Entre, la “terre habitée” et “la venue” ou la “présence “du Christ, l’oecuménisme, la marche des hommes, et la Parousie, le don de Dieu, il existerait une place encore ... pour une révélation ... pour un accomplissement, pour une écoute et une prière communes.

Cet espace entre Dieu et les hommes, espace ouvert, est inscrit tout autant dans l’histoire chrétienne que dans l’histoire du judaïsme depuis deux mille ans. Dans l’expression même de leur marche commune et distincte à la fois, marche par la foi, selon leur espérance moins distincte que commune.

Les deux lectures d’une même histoire trouvent dans leur attente habitée l’expression même d’un dialogue ininterrompu avec le Dieu biblique. Le sens d’une attente commune .

Le jubilé, entre autre, en exprime fortement le caractère singulier.

Le jubilé, institution du droit biblique, intervenant tous les cinquante ans, supposait un retour à la restauration des propriétés familiales, comme la libération de tout esclave qui habitait le pays.

L’année du jubilé débute à Roch ha-chanah et au soir de Yom Kippour.

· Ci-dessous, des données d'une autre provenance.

// tessel-core - String conversion and printing
// Copyright (c) 2025 Tom Waddington. MIT licensed.

//! str and pr-str.
//!
//! `pr-str` is a diagnostic JSON rendering and is not meant to be read
//! back: sets and lazy sequences become arrays, maps become objects with
//! stringified keys, functions become `null`.

use serde_json::{Map as JsonMap, Number, Value as Json};

use tessel_value::value::MAX_DEPTH;
use tessel_value::{Error, Result, Value};

/// Text of a value as `str` renders it: strings raw, nil empty.
pub(crate) fn display_str(val: &Value) -> String {
    match val {
        Value::Nil => String::new(),
        Value::String(s) => s.to_string(),
        other => other.to_string(),
    }
}

/// (str & xs) - concatenated display text
pub fn builtin_str(args: &[Value]) -> Result<Value> {
    Ok(Value::string(
        args.iter().map(display_str).collect::<String>(),
    ))
}

fn json_array(items: Vec<Value>, depth: usize) -> Result<Json> {
    Ok(Json::Array(
        items
            .iter()
            .map(|v| to_json(v, depth + 1))
            .collect::<Result<Vec<_>>>()?,
    ))
}

fn json_object<I>(entries: I, depth: usize) -> Result<Json>
where
    I: IntoIterator<Item = (String, Value)>,
{
    let mut out = JsonMap::new();
    for (k, v) in entries {
        // Function-valued properties are left out entirely
        if matches!(v, Value::Fn(_)) {
            continue;
        }
        out.insert(k, to_json(&v, depth + 1)?);
    }
    Ok(Json::Object(out))
}

fn to_json(val: &Value, depth: usize) -> Result<Json> {
    if depth > MAX_DEPTH {
        return Err(Error::illegal("pr-str", "value is nested too deeply"));
    }
    Ok(match val {
        Value::Nil | Value::Fn(_) => Json::Null,
        Value::Bool(b) => Json::Bool(*b),
        Value::Int(n) => Json::Number(Number::from(*n)),
        Value::Float(f) => Number::from_f64(*f).map_or(Json::Null, Json::Number),
        Value::String(s) => Json::String(s.to_string()),
        Value::Array(_) | Value::List(_) | Value::Set(_) | Value::Lazy(_) | Value::Cons(_) => {
            json_array(val.to_vec()?, depth)?
        }
        Value::Object(cell) => {
            let entries: Vec<(String, Value)> = cell
                .borrow()
                .iter()
                .map(|(k, v)| (k.to_string(), v.clone()))
                .collect();
            json_object(entries, depth)?
        }
        Value::Map(cell) => {
            let entries: Vec<(String, Value)> = cell
                .borrow()
                .iter()
                .map(|(k, v)| (display_str(k), v.clone()))
                .collect();
            json_object(entries, depth)?
        }
        Value::Atom(a) => json_object([("val".to_string(), a.deref())], depth)?,
        Value::Reduced(inner) => to_json(inner, depth + 1)?,
        Value::Regex(_) => Json::Object(JsonMap::new()),
        Value::Exception(info) => json_object(
            [
                ("message".to_string(), Value::string(info.message())),
                ("data".to_string(), info.data().clone()),
            ],
            depth,
        )?,
    })
}

/// JSON text of one value.
pub fn pr_str_1(val: &Value) -> Result<String> {
    let json = to_json(val, 0)?;
    serde_json::to_string(&json).map_err(|e| Error::Internal(e.to_string()))
}

/// (pr-str & xs) - JSON renderings joined by spaces
pub fn builtin_pr_str(args: &[Value]) -> Result<Value> {
    let parts = args.iter().map(pr_str_1).collect::<Result<Vec<_>>>()?;
    Ok(Value::string(parts.join(" ")))
}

‘Au jour des expiations, vous ferez retentir le son du cor (Chofar) à travers tout votre pays (...) en proclamant ( ...) la liberté pour tous ceux qui l’habitent. 1471

Les deux lectures d’une même révélation se fondent au moins sur trois mystères communs. Nous entendons par mystère, les ruptures de sens que nous trouvons aux fondements implicites des langages, des hypothèses rationnelles, et des investigations de tout ordre. Comme à l’origine des pédagogies humaines, à la source d’une pédagogie primordiale le plus souvent implicite.

La premier mystère commun au judaïsme et au christianisme est celui de l’incarnation, la dimension active du verbe de Dieu sur la terre des hommes, au coeur de l’homme : l’oecuménisme, en ce sens, la terre habitée, est, en bout de course, le coeur de l’homme.

Pour le judaïsme, la terre promise à Abraham trouve encore une résonance vivante et concrète. D’autre part, comme en christianisme, d’ailleurs, cette terre peut devenir également le monde entier.

Le second mystère commun est celui de l’alliance qui donne à Israël, qui ouvre en lui, pour lui, une dimension messianique qui va peu à peu se préciser, au fil de l’histoire biblique et post-biblique. Et de son cheminement, au travers de différentes étapes, de Noé à Abraham, d’Abraham à Moïse, de Moïse aux prophètes, pour l’ensemble des deux lectures. Dès lors, il y a bifurcation : les chrétiens voient ce chemin s’accomplir en Christ, les juifs se tournent vers l’étude de la Torah, de la Bible, pour découvrir le sens de la perspective messianique.

Le troisième mystère est celui du cheminement dans l’histoire, avec l’histoire, par l’histoire, qui donne sens à l’histoire d’un peuple, à l’histoire singulière de chacun, à l’histoire des hommes.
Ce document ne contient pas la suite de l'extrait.